__RECORD EXTRACTS__:
%%

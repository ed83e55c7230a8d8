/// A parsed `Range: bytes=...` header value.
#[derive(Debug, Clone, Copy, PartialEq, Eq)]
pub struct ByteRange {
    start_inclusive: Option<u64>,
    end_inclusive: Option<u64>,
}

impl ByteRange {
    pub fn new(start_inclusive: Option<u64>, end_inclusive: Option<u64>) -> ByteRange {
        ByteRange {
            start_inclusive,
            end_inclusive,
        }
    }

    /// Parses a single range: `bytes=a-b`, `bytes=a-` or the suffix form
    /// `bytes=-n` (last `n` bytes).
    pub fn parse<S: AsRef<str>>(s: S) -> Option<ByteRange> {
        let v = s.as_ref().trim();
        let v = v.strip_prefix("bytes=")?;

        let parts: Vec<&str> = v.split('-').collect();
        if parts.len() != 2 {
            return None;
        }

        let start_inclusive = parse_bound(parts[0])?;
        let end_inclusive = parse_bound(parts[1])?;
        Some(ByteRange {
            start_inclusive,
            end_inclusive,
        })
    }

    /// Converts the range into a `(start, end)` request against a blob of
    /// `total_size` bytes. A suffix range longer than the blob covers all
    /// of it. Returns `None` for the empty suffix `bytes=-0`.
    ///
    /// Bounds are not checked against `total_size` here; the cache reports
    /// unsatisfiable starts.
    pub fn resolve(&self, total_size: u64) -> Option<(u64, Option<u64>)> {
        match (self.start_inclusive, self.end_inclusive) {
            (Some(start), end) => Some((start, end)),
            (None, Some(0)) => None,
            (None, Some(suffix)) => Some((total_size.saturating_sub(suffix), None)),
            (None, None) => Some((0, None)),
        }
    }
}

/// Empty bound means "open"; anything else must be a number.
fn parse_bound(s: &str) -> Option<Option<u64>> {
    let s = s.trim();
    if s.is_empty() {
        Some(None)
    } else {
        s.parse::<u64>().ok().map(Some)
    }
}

%%
%%

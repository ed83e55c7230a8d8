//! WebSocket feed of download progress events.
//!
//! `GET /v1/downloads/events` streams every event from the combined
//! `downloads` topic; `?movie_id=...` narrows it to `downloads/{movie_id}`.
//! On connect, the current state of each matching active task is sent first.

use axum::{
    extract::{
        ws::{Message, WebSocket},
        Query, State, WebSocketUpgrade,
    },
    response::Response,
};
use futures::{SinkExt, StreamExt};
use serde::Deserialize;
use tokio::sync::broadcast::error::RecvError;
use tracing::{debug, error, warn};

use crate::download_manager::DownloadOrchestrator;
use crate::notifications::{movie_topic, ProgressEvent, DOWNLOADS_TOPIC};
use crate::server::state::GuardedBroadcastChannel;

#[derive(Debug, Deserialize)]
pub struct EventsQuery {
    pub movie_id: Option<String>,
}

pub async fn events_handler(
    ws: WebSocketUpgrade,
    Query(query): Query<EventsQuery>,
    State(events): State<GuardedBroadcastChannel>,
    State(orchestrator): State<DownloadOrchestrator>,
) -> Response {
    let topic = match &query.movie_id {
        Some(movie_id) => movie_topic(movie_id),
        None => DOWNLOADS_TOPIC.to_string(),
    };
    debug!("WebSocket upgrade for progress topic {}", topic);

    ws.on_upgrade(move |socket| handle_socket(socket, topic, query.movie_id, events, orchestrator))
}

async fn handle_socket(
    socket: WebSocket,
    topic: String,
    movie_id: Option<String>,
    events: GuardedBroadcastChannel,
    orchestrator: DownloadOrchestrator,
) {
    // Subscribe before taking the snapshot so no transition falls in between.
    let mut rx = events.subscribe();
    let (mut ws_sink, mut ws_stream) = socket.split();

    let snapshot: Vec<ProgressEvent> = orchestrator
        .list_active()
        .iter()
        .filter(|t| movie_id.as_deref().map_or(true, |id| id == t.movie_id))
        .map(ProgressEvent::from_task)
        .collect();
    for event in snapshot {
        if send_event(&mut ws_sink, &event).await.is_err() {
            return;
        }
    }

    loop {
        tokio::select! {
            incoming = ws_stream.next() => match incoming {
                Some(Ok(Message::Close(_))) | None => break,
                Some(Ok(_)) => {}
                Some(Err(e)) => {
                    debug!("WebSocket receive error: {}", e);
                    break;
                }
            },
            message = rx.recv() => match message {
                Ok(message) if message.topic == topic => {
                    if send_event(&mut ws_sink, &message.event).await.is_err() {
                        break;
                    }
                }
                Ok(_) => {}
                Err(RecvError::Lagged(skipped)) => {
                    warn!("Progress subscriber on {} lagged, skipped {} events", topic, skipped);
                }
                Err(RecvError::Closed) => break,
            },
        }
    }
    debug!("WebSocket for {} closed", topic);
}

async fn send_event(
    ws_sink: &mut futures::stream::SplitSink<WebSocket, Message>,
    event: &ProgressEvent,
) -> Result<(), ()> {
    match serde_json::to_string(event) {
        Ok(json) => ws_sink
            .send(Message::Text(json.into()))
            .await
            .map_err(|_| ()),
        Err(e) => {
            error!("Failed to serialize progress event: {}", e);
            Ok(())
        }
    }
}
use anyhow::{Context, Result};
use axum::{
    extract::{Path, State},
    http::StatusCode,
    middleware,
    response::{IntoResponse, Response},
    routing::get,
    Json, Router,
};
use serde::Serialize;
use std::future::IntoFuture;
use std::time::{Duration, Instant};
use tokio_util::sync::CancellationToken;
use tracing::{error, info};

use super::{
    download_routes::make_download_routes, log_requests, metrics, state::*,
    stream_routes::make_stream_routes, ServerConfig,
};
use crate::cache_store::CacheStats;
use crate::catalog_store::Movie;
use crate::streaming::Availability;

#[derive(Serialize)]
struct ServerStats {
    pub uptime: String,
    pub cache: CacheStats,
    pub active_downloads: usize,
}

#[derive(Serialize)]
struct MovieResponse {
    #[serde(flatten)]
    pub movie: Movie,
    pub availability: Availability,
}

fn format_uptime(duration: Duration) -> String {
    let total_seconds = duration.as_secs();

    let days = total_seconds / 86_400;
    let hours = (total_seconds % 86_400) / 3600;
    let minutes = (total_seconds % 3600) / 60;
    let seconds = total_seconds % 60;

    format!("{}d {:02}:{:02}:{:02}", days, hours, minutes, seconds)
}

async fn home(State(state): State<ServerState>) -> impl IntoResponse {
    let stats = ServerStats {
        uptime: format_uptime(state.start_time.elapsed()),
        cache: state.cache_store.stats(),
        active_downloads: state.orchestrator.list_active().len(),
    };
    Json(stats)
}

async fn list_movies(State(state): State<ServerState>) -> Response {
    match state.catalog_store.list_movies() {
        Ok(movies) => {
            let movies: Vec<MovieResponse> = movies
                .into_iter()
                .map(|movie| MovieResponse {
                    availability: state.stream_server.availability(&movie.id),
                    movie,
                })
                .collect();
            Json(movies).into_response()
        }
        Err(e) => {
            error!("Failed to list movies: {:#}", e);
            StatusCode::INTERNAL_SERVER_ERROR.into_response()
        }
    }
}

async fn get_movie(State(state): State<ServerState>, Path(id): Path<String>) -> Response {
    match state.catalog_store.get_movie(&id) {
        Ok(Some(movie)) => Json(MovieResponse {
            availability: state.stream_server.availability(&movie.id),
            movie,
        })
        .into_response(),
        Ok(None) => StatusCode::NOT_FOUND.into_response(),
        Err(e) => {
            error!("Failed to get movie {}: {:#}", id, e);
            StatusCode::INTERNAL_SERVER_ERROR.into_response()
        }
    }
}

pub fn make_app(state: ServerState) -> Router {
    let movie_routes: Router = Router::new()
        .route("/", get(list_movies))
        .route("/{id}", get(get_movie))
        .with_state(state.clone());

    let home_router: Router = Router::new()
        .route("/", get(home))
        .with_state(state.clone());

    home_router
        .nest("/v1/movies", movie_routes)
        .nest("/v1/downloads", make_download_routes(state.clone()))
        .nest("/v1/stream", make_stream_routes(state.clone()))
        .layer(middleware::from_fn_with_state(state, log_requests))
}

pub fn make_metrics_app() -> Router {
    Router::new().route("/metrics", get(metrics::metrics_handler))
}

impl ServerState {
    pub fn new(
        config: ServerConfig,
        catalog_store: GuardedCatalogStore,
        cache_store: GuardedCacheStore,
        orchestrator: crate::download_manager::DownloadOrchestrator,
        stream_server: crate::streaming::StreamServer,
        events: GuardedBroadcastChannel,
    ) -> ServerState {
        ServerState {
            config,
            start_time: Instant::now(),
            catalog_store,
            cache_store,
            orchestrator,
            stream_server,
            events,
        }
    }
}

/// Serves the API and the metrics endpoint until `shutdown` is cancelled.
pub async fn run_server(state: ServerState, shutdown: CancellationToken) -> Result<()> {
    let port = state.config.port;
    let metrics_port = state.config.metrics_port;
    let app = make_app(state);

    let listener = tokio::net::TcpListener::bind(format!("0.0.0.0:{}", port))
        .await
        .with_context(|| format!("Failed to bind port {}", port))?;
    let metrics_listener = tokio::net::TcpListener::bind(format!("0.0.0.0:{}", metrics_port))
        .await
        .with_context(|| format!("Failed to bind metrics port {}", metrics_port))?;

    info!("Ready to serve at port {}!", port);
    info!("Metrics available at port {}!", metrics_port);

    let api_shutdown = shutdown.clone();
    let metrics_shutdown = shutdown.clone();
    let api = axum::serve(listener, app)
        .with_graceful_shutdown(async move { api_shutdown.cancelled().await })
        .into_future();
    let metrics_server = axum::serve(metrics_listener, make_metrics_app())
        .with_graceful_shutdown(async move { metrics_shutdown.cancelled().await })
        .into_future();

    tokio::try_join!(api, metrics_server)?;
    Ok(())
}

%%

__ASSIGNMENT__:
Please count the lines in the material above that hold "against", and state only the number.

__EXERCISE ANSWER__:
2